(Recorded data)
══════════
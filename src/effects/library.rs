//! 从动态库加载原生效果
//!
//! 约定：
//! - "C" 效果导出 `void c_create_bullet(Bullet *bullet)`
//! - "c plus plus" 效果导出 `void cpp_create_bullet(Bullet *bullet, int stacking)`
//!
//! `Bullet` 必须按 `#pragma pack(1)` 声明，见 `include/bullet_bridge.h`。

use std::os::raw::c_int;
use std::path::{Path, PathBuf};

use libloading::{Library, Symbol};

use super::{NativeEffect, StackingEffect};
use crate::core::error::{EffectError, EffectResult};
use crate::record::Bullet;

type NativeFn = unsafe extern "C" fn(*mut Bullet);
type StackingFn = unsafe extern "C" fn(*mut Bullet, c_int);

/// 加载动态库并解析符号
///
/// 返回的函数指针只在 `Library` 存活期间有效，调用方必须一起保存。
fn load_symbol<F: Copy>(path: &Path, symbol: &str) -> EffectResult<(Library, F)> {
    if !path.exists() {
        return Err(EffectError::Library(format!(
            "library not found: {}",
            path.display()
        )));
    }

    unsafe {
        let library = Library::new(path).map_err(|e| {
            EffectError::Library(format!("failed to load {}: {}", path.display(), e))
        })?;

        let func = {
            let sym: Symbol<F> = library.get(symbol.as_bytes()).map_err(|e| {
                EffectError::Library(format!(
                    "symbol '{}' not found in {}: {}",
                    symbol,
                    path.display(),
                    e
                ))
            })?;
            *sym
        };

        tracing::debug!(target: "bridge.effects", "Loaded {} from {}", symbol, path.display());
        Ok((library, func))
    }
}

/// 动态库中的原生效果
pub struct LibraryNativeEffect {
    name: String,
    path: PathBuf,
    func: NativeFn,
    _library: Library,
}

impl LibraryNativeEffect {
    pub fn load(path: impl AsRef<Path>, symbol: &str) -> EffectResult<Self> {
        let path = path.as_ref();
        let (library, func) = load_symbol::<NativeFn>(path, symbol)?;
        Ok(Self {
            name: symbol.to_string(),
            path: path.to_path_buf(),
            func,
            _library: library,
        })
    }

    pub fn path(&self) -> &Path {
        &self.path
    }
}

impl NativeEffect for LibraryNativeEffect {
    fn name(&self) -> &str {
        &self.name
    }

    fn apply(&self, bullet: &mut Bullet) {
        // 库在 self 中保持加载，Bullet 布局与 C 侧一致
        unsafe { (self.func)(bullet as *mut Bullet) }
    }
}

/// 动态库中的叠加效果
pub struct LibraryStackingEffect {
    name: String,
    path: PathBuf,
    func: StackingFn,
    _library: Library,
}

impl LibraryStackingEffect {
    pub fn load(path: impl AsRef<Path>, symbol: &str) -> EffectResult<Self> {
        let path = path.as_ref();
        let (library, func) = load_symbol::<StackingFn>(path, symbol)?;
        Ok(Self {
            name: symbol.to_string(),
            path: path.to_path_buf(),
            func,
            _library: library,
        })
    }

    pub fn path(&self) -> &Path {
        &self.path
    }
}

impl StackingEffect for LibraryStackingEffect {
    fn name(&self) -> &str {
        &self.name
    }

    fn apply(&self, bullet: &mut Bullet, stacking: c_int) {
        unsafe { (self.func)(bullet as *mut Bullet, stacking) }
    }
}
══════════
### Requirement
Retype the data in full and match it exactly.

### Answer space
filename src/effects/library.rs
//! 从动态库加载原生效果
//!
//! 约定：
//! - "C" 效果导出 `void c_create_bullet(Bullet *bullet)`
//! - "c plus plus" 效果导出 `void cpp_create_bullet(Bullet *bullet, int stacking)`
//!
//! `Bullet` 必须按 `#pragma pack(1)` 声明，见 `include/bullet_bridge.h`。

use std::os::raw::c_int;
use std::path::{Path, PathBuf};

use libloading::{Library, Symbol};

use super::{NativeEffect, StackingEffect};
use crate::core::error::{EffectError, EffectResult};
use crate::record::Bullet;

type NativeFn = unsafe extern "C" fn(*mut Bullet);
type StackingFn = unsafe extern "C" fn(*mut Bullet, c_int);

/// 加载动态库并解析符号
///
/// 返回的函数指针只在 `Library` 存活期间有效，调用方必须一起保存。
fn load_symbol<F: Copy>(path: &Path, symbol: &str) -> EffectResult<(Library, F)> {
    if !path.exists() {
        return Err(EffectError::Library(format!(
            "library not found: {}",
            path.display()
        )));
    }

    unsafe {
        let library = Library::new(path).map_err(|e| {
            EffectError::Library(format!("failed to load {}: {}", path.display(), e))
        })?;

        let func = {
            let sym: Symbol<F> = library.get(symbol.as_bytes()).map_err(|e| {
                EffectError::Library(format!(
                    "symbol '{}' not found in {}: {}",
                    symbol,
                    path.display(),
                    e
                ))
            })?;
            *sym
        };

        tracing::debug!(target: "bridge.effects", "Loaded {} from {}", symbol, path.display());
        Ok((library, func))
    }
}

/// 动态库中的原生效果
pub struct LibraryNativeEffect {
    name: String,
    path: PathBuf,
    func: NativeFn,
    _library: Library,
}

impl LibraryNativeEffect {
    pub fn load(path: impl AsRef<Path>, symbol: &str) -> EffectResult<Self> {
        let path = path.as_ref();
        let (library, func) = load_symbol::<NativeFn>(path, symbol)?;
        Ok(Self {
            name: symbol.to_string(),
            path: path.to_path_buf(),
            func,
            _library: library,
        })
    }

    pub fn path(&self) -> &Path {
        &self.path
    }
}

impl NativeEffect for LibraryNativeEffect {
    fn name(&self) -> &str {
        &self.name
    }

    fn apply(&self, bullet: &mut Bullet) {
        // 库在 self 中保持加载，Bullet 布局与 C 侧一致
        unsafe { (self.func)(bullet as *mut Bullet) }
    }
}

/// 动态库中的叠加效果
pub struct LibraryStackingEffect {
    name: String,
    path: PathBuf,
    func: StackingFn,
    _library: Library,
}

impl LibraryStackingEffect {
    pub fn load(path: impl AsRef<Path>, symbol: &str) -> EffectResult<Self> {
        let path = path.as_ref();
        let (library, func) = load_symbol::<StackingFn>(path, symbol)?;
        Ok(Self {
            name: symbol.to_string(),
            path: path.to_path_buf(),
            func,
            _library: library,
        })
    }

    pub fn path(&self) -> &Path {
        &self.path
    }
}

impl StackingEffect for LibraryStackingEffect {
    fn name(&self) -> &str {
        &self.name
    }

    fn apply(&self, bullet: &mut Bullet, stacking: c_int) {
        unsafe { (self.func)(bullet as *mut Bullet, stacking) }
    }
}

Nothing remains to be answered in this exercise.